— Problem requirements —
Which of the lines below holds the string "size"? Copy every line that does.

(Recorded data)
[Start of Attachment]

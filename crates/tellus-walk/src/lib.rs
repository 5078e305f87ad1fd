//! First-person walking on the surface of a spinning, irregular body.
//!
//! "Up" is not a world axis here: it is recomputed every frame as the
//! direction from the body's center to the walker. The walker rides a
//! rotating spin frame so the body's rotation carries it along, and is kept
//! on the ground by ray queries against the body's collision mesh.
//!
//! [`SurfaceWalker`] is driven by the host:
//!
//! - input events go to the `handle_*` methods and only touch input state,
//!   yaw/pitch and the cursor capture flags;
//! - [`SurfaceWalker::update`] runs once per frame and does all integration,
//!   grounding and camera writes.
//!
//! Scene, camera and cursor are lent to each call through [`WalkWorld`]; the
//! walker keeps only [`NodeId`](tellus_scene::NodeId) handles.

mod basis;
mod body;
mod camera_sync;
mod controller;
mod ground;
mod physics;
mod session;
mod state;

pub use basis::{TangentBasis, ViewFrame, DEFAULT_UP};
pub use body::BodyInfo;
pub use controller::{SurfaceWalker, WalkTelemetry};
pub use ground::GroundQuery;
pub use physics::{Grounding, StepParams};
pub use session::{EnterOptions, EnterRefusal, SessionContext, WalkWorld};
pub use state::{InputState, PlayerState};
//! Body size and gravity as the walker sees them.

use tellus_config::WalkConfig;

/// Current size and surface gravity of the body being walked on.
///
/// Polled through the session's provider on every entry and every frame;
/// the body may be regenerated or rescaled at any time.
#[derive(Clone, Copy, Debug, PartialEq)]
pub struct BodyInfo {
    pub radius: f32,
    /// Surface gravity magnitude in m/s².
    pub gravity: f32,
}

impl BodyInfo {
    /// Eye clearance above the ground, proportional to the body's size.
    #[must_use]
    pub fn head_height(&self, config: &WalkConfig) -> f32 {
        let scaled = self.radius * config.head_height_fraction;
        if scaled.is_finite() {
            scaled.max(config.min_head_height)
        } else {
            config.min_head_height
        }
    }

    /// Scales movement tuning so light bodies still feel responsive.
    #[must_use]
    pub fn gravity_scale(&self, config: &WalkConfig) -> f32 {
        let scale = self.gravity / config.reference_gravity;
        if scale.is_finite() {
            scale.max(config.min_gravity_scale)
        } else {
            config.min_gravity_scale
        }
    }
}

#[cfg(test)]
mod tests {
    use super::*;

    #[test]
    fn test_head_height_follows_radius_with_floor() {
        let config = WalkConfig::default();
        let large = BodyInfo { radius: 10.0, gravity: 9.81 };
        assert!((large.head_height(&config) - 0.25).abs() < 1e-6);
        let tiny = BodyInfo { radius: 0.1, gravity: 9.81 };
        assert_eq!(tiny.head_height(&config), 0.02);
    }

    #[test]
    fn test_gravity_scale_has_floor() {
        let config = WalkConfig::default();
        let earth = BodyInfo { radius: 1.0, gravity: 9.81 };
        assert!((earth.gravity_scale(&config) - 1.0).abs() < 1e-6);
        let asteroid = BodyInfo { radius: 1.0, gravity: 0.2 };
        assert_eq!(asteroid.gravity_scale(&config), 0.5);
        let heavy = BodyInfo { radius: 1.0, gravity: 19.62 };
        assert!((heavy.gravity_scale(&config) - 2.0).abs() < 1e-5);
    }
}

[End of Attachment]

— Task output —
//! Body size and gravity as the walker sees them.
/// Current size and surface gravity of the body being walked on.
    /// Eye clearance above the ground, proportional to the body's size.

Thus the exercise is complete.